§ **Supplied records**:
//! File-backed store — persistent JSONL storage.
//!
//! Two JSONL files under a directory: `messages.jsonl` (one line per
//! message, tagged with its conversation) and `working_memory.jsonl` (one
//! line per scope record). Entries are loaded into memory on creation and
//! flushed to disk on every mutation, giving fast reads with durable
//! writes. Corrupted lines are skipped with a warning.
//!
//! Semantic recall is intentionally not implemented here — the engine's
//! degrade path (recency-only retrieval) covers this store.

use std::collections::HashMap;
use std::path::{Path, PathBuf};

use async_trait::async_trait;
use serde::{Deserialize, Serialize};
use tokio::sync::RwLock;
use tracing::{debug, warn};

use taskweave_core::error::MemoryError;
use taskweave_core::memory::{MemoryStore, MessageFilter, ScopeKey, WorkingMemoryRecord};
use taskweave_core::message::Message;

const MESSAGES_FILE: &str = "messages.jsonl";
const WORKING_MEMORY_FILE: &str = "working_memory.jsonl";

#[derive(Serialize, Deserialize)]
struct MessageLine {
    conversation_id: String,
    #[serde(flatten)]
    message: Message,
}

#[derive(Serialize, Deserialize)]
struct WorkingMemoryLine {
    key: ScopeKey,
    record: WorkingMemoryRecord,
}

#[derive(Default)]
struct Inner {
    conversations: HashMap<String, Vec<Message>>,
    working: HashMap<ScopeKey, WorkingMemoryRecord>,
}

/// A file-backed store using JSONL under a directory.
pub struct FileStore {
    dir: PathBuf,
    inner: RwLock<Inner>,
    max_messages: Option<usize>,
}

impl FileStore {
    /// Open (or create) a store at the given directory.
    pub fn new(dir: impl Into<PathBuf>) -> Self {
        let dir = dir.into();
        let inner = Self::load_from_disk(&dir);
        debug!(
            dir = %dir.display(),
            conversations = inner.conversations.len(),
            "File store loaded"
        );
        Self {
            dir,
            inner: RwLock::new(inner),
            max_messages: None,
        }
    }

    /// Keep at most `max` messages per conversation, pruning oldest first.
    pub fn with_retention(mut self, max: usize) -> Self {
        self.max_messages = Some(max);
        self
    }

    fn load_from_disk(dir: &Path) -> Inner {
        let mut inner = Inner::default();

        for line in read_lines(&dir.join(MESSAGES_FILE)) {
            match serde_json::from_str::<MessageLine>(&line) {
                Ok(entry) => inner
                    .conversations
                    .entry(entry.conversation_id)
                    .or_default()
                    .push(entry.message),
                Err(e) => warn!(error = %e, "Skipping corrupted message line"),
            }
        }
        for messages in inner.conversations.values_mut() {
            messages.sort_by_key(|m| m.timestamp);
        }

        for line in read_lines(&dir.join(WORKING_MEMORY_FILE)) {
            match serde_json::from_str::<WorkingMemoryLine>(&line) {
                Ok(entry) => {
                    inner.working.insert(entry.key, entry.record);
                }
                Err(e) => warn!(error = %e, "Skipping corrupted working-memory line"),
            }
        }

        inner
    }

    async fn flush_messages(&self) -> Result<(), MemoryError> {
        let inner = self.inner.read().await;
        let mut content = String::new();
        for (conversation_id, messages) in &inner.conversations {
            for message in messages {
                let line = serde_json::to_string(&MessageLine {
                    conversation_id: conversation_id.clone(),
                    message: message.clone(),
                })
                .map_err(|e| MemoryError::Storage(format!("serialize message: {e}")))?;
                content.push_str(&line);
                content.push('\n');
            }
        }
        drop(inner);
        self.write_file(MESSAGES_FILE, &content)
    }

    async fn flush_working_memory(&self) -> Result<(), MemoryError> {
        let inner = self.inner.read().await;
        let mut content = String::new();
        for (key, record) in &inner.working {
            let line = serde_json::to_string(&WorkingMemoryLine {
                key: key.clone(),
                record: record.clone(),
            })
            .map_err(|e| MemoryError::Storage(format!("serialize working memory: {e}")))?;
            content.push_str(&line);
            content.push('\n');
        }
        drop(inner);
        self.write_file(WORKING_MEMORY_FILE, &content)
    }

    fn write_file(&self, name: &str, content: &str) -> Result<(), MemoryError> {
        std::fs::create_dir_all(&self.dir)
            .map_err(|e| MemoryError::Storage(format!("create store directory: {e}")))?;
        std::fs::write(self.dir.join(name), content)
            .map_err(|e| MemoryError::Storage(format!("write {name}: {e}")))
    }
}

fn read_lines(path: &Path) -> Vec<String> {
    match std::fs::read_to_string(path) {
        Ok(content) => content
            .lines()
            .filter(|l| !l.trim().is_empty())
            .map(String::from)
            .collect(),
        // File doesn't exist yet — start empty
        Err(_) => Vec::new(),
    }
}

#[async_trait]
impl MemoryStore for FileStore {
    fn name(&self) -> &str {
        "file"
    }

    async fn append(
        &self,
        conversation_id: &str,
        messages: Vec<Message>,
    ) -> Result<(), MemoryError> {
        {
            let mut inner = self.inner.write().await;
            let entry = inner
                .conversations
                .entry(conversation_id.to_string())
                .or_default();
            entry.extend(messages);

            if let Some(max) = self.max_messages
                && entry.len() > max
            {
                let excess = entry.len() - max;
                entry.drain(..excess);
                debug!(conversation_id, pruned = excess, "Pruned oldest messages");
            }
        }
        self.flush_messages().await
    }

    async fn messages(
        &self,
        conversation_id: &str,
        filter: &MessageFilter,
    ) -> Result<Vec<Message>, MemoryError> {
        let inner = self.inner.read().await;
        let Some(stored) = inner.conversations.get(conversation_id) else {
            return Ok(Vec::new());
        };

        let mut matching: Vec<Message> = stored
            .iter()
            .filter(|m| filter.matches(m))
            .cloned()
            .collect();
        matching.sort_by_key(|m| m.timestamp);

        if let Some(limit) = filter.limit
            && matching.len() > limit
        {
            matching.drain(..matching.len() - limit);
        }

        Ok(matching)
    }

    async fn working_memory(
        &self,
        key: &ScopeKey,
    ) -> Result<Option<WorkingMemoryRecord>, MemoryError> {
        Ok(self.inner.read().await.working.get(key).cloned())
    }

    async fn set_working_memory(
        &self,
        key: &ScopeKey,
        record: WorkingMemoryRecord,
    ) -> Result<(), MemoryError> {
        self.inner.write().await.working.insert(key.clone(), record);
        self.flush_working_memory().await
    }

    async fn clear_working_memory(&self, key: &ScopeKey) -> Result<(), MemoryError> {
        let removed = self.inner.write().await.working.remove(key).is_some();
        if removed {
            self.flush_working_memory().await?;
        }
        Ok(())
    }
}

#[cfg(test)]
mod tests {
    use super::*;
    use std::io::Write;

    #[tokio::test]
    async fn messages_persist_across_reopen() {
        let tmp = tempfile::tempdir().unwrap();

        let store = FileStore::new(tmp.path());
        store
            .append("c1", vec![Message::user("persisted message")])
            .await
            .unwrap();

        let reopened = FileStore::new(tmp.path());
        let messages = reopened
            .messages("c1", &MessageFilter::default())
            .await
            .unwrap();
        assert_eq!(messages.len(), 1);
        assert_eq!(messages[0].content, "persisted message");
    }

    #[tokio::test]
    async fn working_memory_persists_across_reopen() {
        let tmp = tempfile::tempdir().unwrap();
        let key = ScopeKey::user("u1");

        let store = FileStore::new(tmp.path());
        store
            .set_working_memory(&key, WorkingMemoryRecord::new("remember this"))
            .await
            .unwrap();

        let reopened = FileStore::new(tmp.path());
        let record = reopened.working_memory(&key).await.unwrap().unwrap();
        assert_eq!(record.content, "remember this");
    }

    #[tokio::test]
    async fn retention_applies_and_persists() {
        let tmp = tempfile::tempdir().unwrap();

        let store = FileStore::new(tmp.path()).with_retention(2);
        for i in 0..4 {
            store
                .append("c1", vec![Message::user(format!("msg {i}"))])
                .await
                .unwrap();
        }

        let reopened = FileStore::new(tmp.path());
        let messages = reopened
            .messages("c1", &MessageFilter::default())
            .await
            .unwrap();
        assert_eq!(messages.len(), 2);
        assert_eq!(messages[0].content, "msg 2");
        assert_eq!(messages[1].content, "msg 3");
    }

    #[tokio::test]
    async fn corrupted_lines_are_skipped() {
        let tmp = tempfile::tempdir().unwrap();

        let store = FileStore::new(tmp.path());
        store.append("c1", vec![Message::user("valid")]).await.unwrap();

        // Append garbage to the messages file
        let mut file = std::fs::OpenOptions::new()
            .append(true)
            .open(tmp.path().join(MESSAGES_FILE))
            .unwrap();
        writeln!(file, "this is not json").unwrap();

        let reopened = FileStore::new(tmp.path());
        let messages = reopened
            .messages("c1", &MessageFilter::default())
            .await
            .unwrap();
        assert_eq!(messages.len(), 1);
    }

    #[tokio::test]
    async fn missing_directory_starts_empty() {
        let tmp = tempfile::tempdir().unwrap();
        let store = FileStore::new(tmp.path().join("does/not/exist/yet"));
        let messages = store
            .messages("c1", &MessageFilter::default())
            .await
            .unwrap();
        assert!(messages.is_empty());
    }

    #[tokio::test]
    async fn semantic_recall_reports_unsupported() {
        let tmp = tempfile::tempdir().unwrap();
        let store = FileStore::new(tmp.path());
        let err = store.semantic_recall("c1", "query", 4, 0.0).await.unwrap_err();
        assert!(matches!(err, MemoryError::RecallUnsupported));
    }

    #[tokio::test]
    async fn clear_working_memory_persists() {
        let tmp = tempfile::tempdir().unwrap();
        let key = ScopeKey::conversation("c1");

        let store = FileStore::new(tmp.path());
        store
            .set_working_memory(&key, WorkingMemoryRecord::new("temp"))
            .await
            .unwrap();
        store.clear_working_memory(&key).await.unwrap();

        let reopened = FileStore::new(tmp.path());
        assert!(reopened.working_memory(&key).await.unwrap().is_none());
    }
}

§ **Exercise**: Each line carrying the string "loaded" should be copied out from the entries.

§ **Output of the task**:
//! line per scope record). Entries are loaded into memory on creation and
            "File store loaded"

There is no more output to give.